[Data extracted from a collection]
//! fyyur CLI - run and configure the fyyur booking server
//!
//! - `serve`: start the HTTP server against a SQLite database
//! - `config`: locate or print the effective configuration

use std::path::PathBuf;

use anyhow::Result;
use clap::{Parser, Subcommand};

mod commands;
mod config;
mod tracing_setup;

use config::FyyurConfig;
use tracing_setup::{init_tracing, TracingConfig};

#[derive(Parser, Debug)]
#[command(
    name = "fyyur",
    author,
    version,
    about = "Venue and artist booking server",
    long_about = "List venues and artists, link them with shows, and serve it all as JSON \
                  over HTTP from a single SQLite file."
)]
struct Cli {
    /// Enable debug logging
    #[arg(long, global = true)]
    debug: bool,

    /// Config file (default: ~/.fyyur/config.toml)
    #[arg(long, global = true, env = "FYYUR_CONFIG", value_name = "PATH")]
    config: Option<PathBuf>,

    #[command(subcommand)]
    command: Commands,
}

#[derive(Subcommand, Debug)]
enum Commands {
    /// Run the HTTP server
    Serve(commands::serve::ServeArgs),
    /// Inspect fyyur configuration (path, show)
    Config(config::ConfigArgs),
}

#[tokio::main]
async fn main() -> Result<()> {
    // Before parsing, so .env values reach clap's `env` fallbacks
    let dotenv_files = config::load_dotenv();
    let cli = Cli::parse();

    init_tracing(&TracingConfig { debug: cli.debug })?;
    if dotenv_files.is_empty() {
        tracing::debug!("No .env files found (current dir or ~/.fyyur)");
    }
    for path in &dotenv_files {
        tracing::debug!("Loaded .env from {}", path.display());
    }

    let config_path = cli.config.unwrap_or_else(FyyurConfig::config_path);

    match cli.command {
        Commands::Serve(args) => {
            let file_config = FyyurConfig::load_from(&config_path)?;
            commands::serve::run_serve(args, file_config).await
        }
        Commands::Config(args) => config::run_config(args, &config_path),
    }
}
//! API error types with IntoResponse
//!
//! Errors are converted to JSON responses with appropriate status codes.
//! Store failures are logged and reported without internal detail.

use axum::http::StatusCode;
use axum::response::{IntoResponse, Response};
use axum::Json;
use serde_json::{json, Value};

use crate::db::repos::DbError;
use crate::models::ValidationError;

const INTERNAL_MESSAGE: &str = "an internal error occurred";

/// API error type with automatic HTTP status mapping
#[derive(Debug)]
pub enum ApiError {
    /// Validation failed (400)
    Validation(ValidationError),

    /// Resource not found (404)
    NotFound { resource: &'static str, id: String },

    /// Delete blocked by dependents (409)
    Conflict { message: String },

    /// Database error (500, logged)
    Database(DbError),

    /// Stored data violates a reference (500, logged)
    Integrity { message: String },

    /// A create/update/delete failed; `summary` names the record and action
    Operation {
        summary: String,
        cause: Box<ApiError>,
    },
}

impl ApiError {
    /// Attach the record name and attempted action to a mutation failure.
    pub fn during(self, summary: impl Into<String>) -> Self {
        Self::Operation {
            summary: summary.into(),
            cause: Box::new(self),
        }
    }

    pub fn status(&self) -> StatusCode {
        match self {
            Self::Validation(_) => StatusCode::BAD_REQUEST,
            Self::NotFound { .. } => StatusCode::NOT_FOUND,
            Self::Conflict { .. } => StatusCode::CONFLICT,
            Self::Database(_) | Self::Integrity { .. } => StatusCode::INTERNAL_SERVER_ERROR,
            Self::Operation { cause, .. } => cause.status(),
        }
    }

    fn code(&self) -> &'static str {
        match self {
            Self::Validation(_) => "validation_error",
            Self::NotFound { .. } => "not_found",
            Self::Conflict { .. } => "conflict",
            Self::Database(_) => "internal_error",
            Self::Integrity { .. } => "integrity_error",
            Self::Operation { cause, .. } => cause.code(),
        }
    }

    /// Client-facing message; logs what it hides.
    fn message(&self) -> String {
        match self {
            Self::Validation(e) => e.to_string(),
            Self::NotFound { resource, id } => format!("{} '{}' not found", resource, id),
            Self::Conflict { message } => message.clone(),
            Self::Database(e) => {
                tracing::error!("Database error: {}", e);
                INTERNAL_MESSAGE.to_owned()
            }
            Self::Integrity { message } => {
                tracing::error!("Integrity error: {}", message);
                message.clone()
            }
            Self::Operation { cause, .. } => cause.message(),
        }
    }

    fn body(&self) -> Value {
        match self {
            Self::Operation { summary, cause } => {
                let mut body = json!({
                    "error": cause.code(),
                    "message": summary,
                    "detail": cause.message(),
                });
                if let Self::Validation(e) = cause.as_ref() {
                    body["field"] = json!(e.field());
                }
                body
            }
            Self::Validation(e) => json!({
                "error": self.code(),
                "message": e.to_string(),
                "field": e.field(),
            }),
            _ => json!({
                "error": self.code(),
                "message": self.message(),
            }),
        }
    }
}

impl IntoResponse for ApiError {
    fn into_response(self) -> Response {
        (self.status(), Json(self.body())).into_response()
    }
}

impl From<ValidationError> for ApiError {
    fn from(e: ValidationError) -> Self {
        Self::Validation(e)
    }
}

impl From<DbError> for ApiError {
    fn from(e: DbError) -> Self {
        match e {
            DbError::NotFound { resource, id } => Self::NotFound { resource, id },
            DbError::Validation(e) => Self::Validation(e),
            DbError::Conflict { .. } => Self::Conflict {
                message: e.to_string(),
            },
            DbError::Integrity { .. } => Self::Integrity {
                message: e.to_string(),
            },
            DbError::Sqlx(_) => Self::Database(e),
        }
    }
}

Task statement
From the records above, repeat exactly the lines from the one with "#[command(subcommand)]" through the one with "pub enum ApiError", both included.

Exercise response
    #[command(subcommand)]
    command: Commands,
}

#[derive(Subcommand, Debug)]
enum Commands {
    /// Run the HTTP server
    Serve(commands::serve::ServeArgs),
    /// Inspect fyyur configuration (path, show)
    Config(config::ConfigArgs),
}

#[tokio::main]
async fn main() -> Result<()> {
    // Before parsing, so .env values reach clap's `env` fallbacks
    let dotenv_files = config::load_dotenv();
    let cli = Cli::parse();

    init_tracing(&TracingConfig { debug: cli.debug })?;
    if dotenv_files.is_empty() {
        tracing::debug!("No .env files found (current dir or ~/.fyyur)");
    }
    for path in &dotenv_files {
        tracing::debug!("Loaded .env from {}", path.display());
    }

    let config_path = cli.config.unwrap_or_else(FyyurConfig::config_path);

    match cli.command {
        Commands::Serve(args) => {
            let file_config = FyyurConfig::load_from(&config_path)?;
            commands::serve::run_serve(args, file_config).await
        }
        Commands::Config(args) => config::run_config(args, &config_path),
    }
}
//! API error types with IntoResponse
//!
//! Errors are converted to JSON responses with appropriate status codes.
//! Store failures are logged and reported without internal detail.

use axum::http::StatusCode;
use axum::response::{IntoResponse, Response};
use axum::Json;
use serde_json::{json, Value};

use crate::db::repos::DbError;
use crate::models::ValidationError;

const INTERNAL_MESSAGE: &str = "an internal error occurred";

/// API error type with automatic HTTP status mapping
#[derive(Debug)]
pub enum ApiError {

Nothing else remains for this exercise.